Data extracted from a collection
+ + + + +

use crate::config::GatewaySettings;
use crate::domain::payment::{InitiationResult, PaymentDetails, Provider, TransactionStatus};
use crate::error::PaymentError;
use crate::gateways::token_cache::TokenCache;
use crate::gateways::{airtel, error_message, mtn, parse_status_body, transaction_ref, PaymentGateway};
use reqwest::StatusCode;
use serde_json::Value;
use std::time::Duration;

/// REST client for MTN MoMo and Airtel Money collections.
pub struct MobileMoneyClient {
    pub settings: GatewaySettings,
    pub client: reqwest::Client,
    tokens: TokenCache,
}

struct AccessToken {
    token: String,
    expires_in: Option<Duration>,
}

impl MobileMoneyClient {
    pub fn new(settings: GatewaySettings, client: reqwest::Client) -> Self {
        Self {
            settings,
            client,
            tokens: TokenCache::default(),
        }
    }

    fn timeout(&self) -> Duration {
        Duration::from_millis(self.settings.timeout_ms)
    }

    async fn request_token(&self, provider: Provider) -> Result<AccessToken, PaymentError> {
        let req = match provider {
            Provider::Mtn => mtn::token_request(&self.client, &self.settings),
            Provider::Airtel => airtel::token_request(&self.client, &self.settings),
        };
        let auth_err = |message: String| PaymentError::Auth {
            provider: provider.to_string(),
            message,
        };

        let resp = req
            .timeout(self.timeout())
            .send()
            .await
            .map_err(|e| auth_err(e.to_string()))?;
        let status = resp.status();
        let body: Value = resp.json().await.unwrap_or_default();

        if !status.is_success() {
            return Err(auth_err(error_message(
                &body,
                &format!("Failed to obtain {} access token", provider),
            )));
        }

        let token = body
            .get("access_token")
            .and_then(|t| t.as_str())
            .filter(|t| !t.is_empty())
            .ok_or_else(|| auth_err("token response carried no access_token".to_string()))?;
        let expires_in = body.get("expires_in").and_then(|e| match e {
            Value::Number(n) => n.as_u64(),
            Value::String(s) => s.parse::<u64>().ok(),
            _ => None,
        });

        Ok(AccessToken {
            token: token.to_string(),
            expires_in: expires_in.map(Duration::from_secs),
        })
    }

    async fn bearer_token(&self, provider: Provider) -> Result<String, PaymentError> {
        if self.settings.cache_tokens {
            if let Some(token) = self.tokens.get(provider).await {
                return Ok(token);
            }
        }

        let fresh = self.request_token(provider).await?;
        if self.settings.cache_tokens {
            self.tokens
                .put(provider, fresh.token.clone(), fresh.expires_in)
                .await;
        }
        Ok(fresh.token)
    }

    async fn drop_token_if_unauthorized(&self, provider: Provider, status: StatusCode) {
        if status == StatusCode::UNAUTHORIZED {
            self.tokens.invalidate(provider).await;
        }
    }
}

#[async_trait::async_trait]
impl PaymentGateway for MobileMoneyClient {
    fn name(&self) -> &'static str {
        "mobile_money"
    }

    async fn authenticate(&self, provider: Provider) -> Result<String, PaymentError> {
        Ok(self.request_token(provider).await?.token)
    }

    async fn initiate(&self, details: &PaymentDetails) -> InitiationResult {
        let provider = details.provider;
        let token = match self.bearer_token(provider).await {
            Ok(token) => token,
            Err(e) => {
                tracing::warn!("{} token request failed for {}: {}", provider, details.reference, e);
                return InitiationResult::rejected(e.to_string());
            }
        };

        let req = match provider {
            Provider::Mtn => mtn::payment_request(&self.client, &self.settings, &token, details),
            Provider::Airtel => airtel::payment_request(&self.client, &self.settings, &token, details),
        };

        match req.timeout(self.timeout()).send().await {
            Ok(r) if r.status().is_success() => {
                let body: Value = r.json().await.unwrap_or_default();
                let transaction_id =
                    transaction_ref(&body).unwrap_or_else(|| details.reference.clone());
                tracing::info!(
                    "{} accepted payment {} as transaction {}",
                    provider,
                    details.reference,
                    transaction_id
                );
                InitiationResult::accepted(transaction_id)
            }
            Ok(r) => {
                let status = r.status();
                self.drop_token_if_unauthorized(provider, status).await;
                let body: Value = r.json().await.unwrap_or_default();
                let err = PaymentError::Gateway {
                    status: Some(status.as_u16()),
                    message: error_message(&body, "Payment initiation failed"),
                };
                tracing::warn!(
                    "{} rejected payment {} with HTTP {}: {}",
                    provider,
                    details.reference,
                    status.as_u16(),
                    err
                );
                InitiationResult::rejected(err.to_string())
            }
            Err(e) if e.is_timeout() => InitiationResult::rejected("gateway timeout"),
            Err(e) => InitiationResult::rejected(PaymentError::from(e).to_string()),
        }
    }

    async fn check_status(
        &self,
        transaction_id: &str,
        provider: Provider,
    ) -> Result<TransactionStatus, PaymentError> {
        let token = self
            .bearer_token(provider)
            .await
            .map_err(|e| PaymentError::StatusCheck(e.to_string()))?;

        let req = match provider {
            Provider::Mtn => mtn::status_request(&self.client, &self.settings, &token, transaction_id),
            Provider::Airtel => airtel::status_request(&self.client, &self.settings, &token, transaction_id),
        };

        let resp = req
            .timeout(self.timeout())
            .send()
            .await
            .map_err(|e| PaymentError::StatusCheck(e.to_string()))?;
        let status = resp.status();
        let body: Value = resp.json().await.unwrap_or_default();

        if !status.is_success() {
            self.drop_token_if_unauthorized(provider, status).await;
            return Err(PaymentError::StatusCheck(error_message(
                &body,
                &format!("HTTP {}", status.as_u16()),
            )));
        }

        Ok(parse_status_body(transaction_id, provider, &body))
    }
}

+ + + + +

◆ Directions for this task: Scan the entries and show every line in which the word "format" is found.

◆ Response below:
                &format!("Failed to obtain {} access token", provider),
                &format!("HTTP {}", status.as_u16()),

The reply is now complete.